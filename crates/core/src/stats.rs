//! Running statistics over an unbounded stream of integer samples.
//!
//! The accumulator keeps raw moments only (count, sum, sum of squares) plus
//! the extremes, so recording is O(1) and never allocates. The report uses
//! the population formula on the raw second moment:
//!
//! ```text
//! mean     = sum / count
//! variance = sum_sq / count - mean^2
//! std_dev  = sqrt(variance)
//! ```
//!
//! No stabilisation is attempted. For low-variance samples of large
//! magnitude rounding can push `variance` below zero, and `std_dev` is then
//! NaN. Reporting an empty accumulator divides by zero and yields NaN as
//! well; callers decide whether an empty row is worth printing.
//!
//! `max` starts at zero and `min` at `i64::MAX`, so the first sample always
//! moves `min`, and a stream of only negative samples reports a max of 0.

/// Raw accumulator state.
#[derive(Debug, Clone, Copy, PartialEq, Eq)]
pub struct StatsState {
    pub count: u64,
    pub sum: i64,
    pub sum_sq: i64,
    pub min: i64,
    pub max: i64,
}

impl Default for StatsState {
    fn default() -> Self {
        Self {
            count: 0,
            sum: 0,
            sum_sq: 0,
            min: i64::MAX,
            max: 0,
        }
    }
}

/// Summary computed from a `StatsState`.
#[derive(Debug, Clone, Copy, PartialEq)]
pub struct StatsReport {
    pub count: u64,
    pub mean: f64,
    pub std_dev: f64,
    pub max: i64,
    pub min: i64,
}

/// Incremental count/mean/std-dev/min/max tracker.
///
/// Owned by exactly one monitor. `report` only reads; nothing ever resets
/// the state, so `count` is monotonic over the accumulator's lifetime.
#[derive(Debug, Clone, Default)]
pub struct OnlineStats {
    state: StatsState,
}

impl OnlineStats {
    pub fn new() -> Self {
        Self::default()
    }

    /// Add one sample.
    ///
    /// Sums wrap on overflow instead of panicking.
    pub fn record(&mut self, value: i64) {
        let state = &mut self.state;
        state.sum = state.sum.wrapping_add(value);
        state.sum_sq = state.sum_sq.wrapping_add(value.wrapping_mul(value));
        state.count += 1;
        state.max = state.max.max(value);
        state.min = state.min.min(value);
    }

    /// Compute the current summary.
    pub fn report(&self) -> StatsReport {
        let state = &self.state;
        let count = state.count as f64;
        let mean = state.sum as f64 / count;
        let variance = state.sum_sq as f64 / count - mean * mean;

        StatsReport {
            count: state.count,
            mean,
            std_dev: variance.sqrt(),
            max: state.max,
            min: state.min,
        }
    }

    pub fn state(&self) -> StatsState {
        self.state
    }

    pub fn count(&self) -> u64 {
        self.state.count
    }

    pub fn is_empty(&self) -> bool {
        self.state.count == 0
    }
}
....................
Aim of the task
Count how many lines in the listing contain the string "derive". Only that number should be given.

Answer section
3